3- Et finalement, quel est votre métier actuel ? 

Je suis gemmologue spécialisée en jade.

4- À quel moment avez-vous eu envie de travailler dans le secteur de la joaillerie et des gemmes ?

J’ai évolué dans le secteur financier pendant la première partie de ma carrière, un milieu très éloigné des gemmes et des minéraux. C’est à l’occasion d’une reconversion professionnelle que j’ai décidé de m’orienter vers la gemmologie, sur le tard puisque j’avais presque la cinquantaine !

5- Quel est votre parcours d’études initial ?

J’ai passé un bac scientifique complété par des études universitaires de sciences économiques, un troisième cycle de commerce international et un diplôme de juriste en droit européen des affaires.

6- Et quel parcours spécifiquement lié à la joaillerie et à la gemmologie avez-vous suivi ? 

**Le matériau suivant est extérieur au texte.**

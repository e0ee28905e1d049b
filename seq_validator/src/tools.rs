//! External tool seam.
//!
//! File checkers never spawn processes directly; they go through
//! [`SeqTools`], whose default implementation shells out to `samtools`.
//! Tests substitute an in-memory implementation.

use std::path::Path;
use std::process::Command;

use crate::checkers::CheckError;

/// Operations on sequencing files that need an external program.
pub trait SeqTools: Send + Sync {
    /// SAM header text of a BAM file (`samtools view -H`).
    fn view_header(&self, bam: &Path) -> Result<String, CheckError>;

    /// Run `samtools quickcheck` on a BAM file.
    ///
    /// Returns `Ok(None)` when the file passes, `Ok(Some(detail))` when the
    /// tool reports the file as corrupted, and `Err` when the tool cannot run.
    fn quickcheck(&self, bam: &Path) -> Result<Option<String>, CheckError>;
}

/// [`SeqTools`] backed by a `samtools` executable.
#[derive(Debug, Clone)]
pub struct Samtools {
    program: String,
}

impl Samtools {
    /// Use the given `samtools` executable (name on `PATH` or full path).
    #[must_use]
    pub fn new(program: impl Into<String>) -> Self {
        Self {
            program: program.into(),
        }
    }

    fn spawn_error(&self, err: std::io::Error) -> CheckError {
        CheckError::Tool {
            tool: self.program.clone(),
            message: format!("failed to execute: {err}"),
        }
    }
}

impl Default for Samtools {
    fn default() -> Self {
        Self::new("samtools")
    }
}

impl SeqTools for Samtools {
    fn view_header(&self, bam: &Path) -> Result<String, CheckError> {
        let output = Command::new(&self.program)
            .args(["view", "-H"])
            .arg(bam)
            .output()
            .map_err(|e| self.spawn_error(e))?;

        if !output.status.success() {
            return Err(CheckError::Tool {
                tool: self.program.clone(),
                message: format!(
                    "'view -H {}' exited with {}: {}",
                    bam.display(),
                    output.status,
                    String::from_utf8_lossy(&output.stderr).trim()
                ),
            });
        }

        Ok(String::from_utf8_lossy(&output.stdout).into_owned())
    }

    fn quickcheck(&self, bam: &Path) -> Result<Option<String>, CheckError> {
        let output = Command::new(&self.program)
            .arg("quickcheck")
            .arg(bam)
            .output()
            .map_err(|e| self.spawn_error(e))?;

        if output.status.success() {
            Ok(None)
        } else {
            let stderr = String::from_utf8_lossy(&output.stderr);
            Ok(Some(stderr.trim().replace('\n', " ")))
        }
    }
}
//! Reduction of per-check statuses to one overall status.

use crate::types::{CheckRecord, CheckStatus};

/// Reduce statuses to the overall status.
///
/// Precedence is `INVALID > UNKNOWN > WARNING > PASS`, evaluated over the set
/// of statuses present, so the result never depends on record order. An
/// empty input yields `UNKNOWN`: a run that checked nothing has not shown
/// the submission to be valid.
#[must_use]
pub fn aggregate<I>(statuses: I) -> CheckStatus
where
    I: IntoIterator<Item = CheckStatus>,
{
    let mut seen_any = false;
    let mut unknown = false;
    let mut warning = false;

    for status in statuses {
        seen_any = true;
        match status {
            CheckStatus::Invalid => return CheckStatus::Invalid,
            CheckStatus::Unknown => unknown = true,
            CheckStatus::Warning => warning = true,
            CheckStatus::Pass => {}
        }
    }

    if !seen_any || unknown {
        CheckStatus::Unknown
    } else if warning {
        CheckStatus::Warning
    } else {
        CheckStatus::Pass
    }
}

/// Overall status of a sequence of records.
#[must_use]
pub fn aggregate_records(records: &[CheckRecord]) -> CheckStatus {
    aggregate(records.iter().map(|r| r.status))
}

J’ai suivi les cours de la Gem-A (Gemmological Association of Great-Britain). J’ai reçu mon diplôme à Londres, je crois que j’étais plus fière que pour tous les diplômes que j’avais obtenus dans ma jeunesse ! Je suis membre des associations de gemmologie française, anglaise et écossaise.

7- Avez-vous de la famille dans ce métier ?

Absolument personne !

8- Pourquoi le jade ? 

Je n’avais qu’une idée très vague du jade comme la majorité d’entre nous et croyais toutes les idées fausses qui circulaient à son sujet. Mais curieusement, j’avais toujours été attirée par le mot « jade » et par la pierre. D’aucuns disent que c’est à cause de mes origines (vietnamienne du côté de mon père) mais je n’y crois guère, n’ayant pas de culture asiatique. En fait, il y a quelques années de cela, j’étais encore étudiante en gemmologie et j’étais en vacances au Canada, quand j’ai repéré une petite baraque sur le bord de la route avec quelques blocs de pierre autour. Je me suis arrêtée et suis véritablement « tombée en amour » avec ces blocs de brut qui étaient du jade néphrite de Colombie-Britannique. J’ai acheté un livre vendu sur place intitulé « Jade Fever » de Stan Leaming, et j’ai toujours pensé que c’était cet arrêt providentiel au bord de la route qui avait décidé de ma nouvelle vie professionnelle… ce que je n’aurais jamais imaginé !

9- Qu’est ce qui vous plaît avec cette pierre ? 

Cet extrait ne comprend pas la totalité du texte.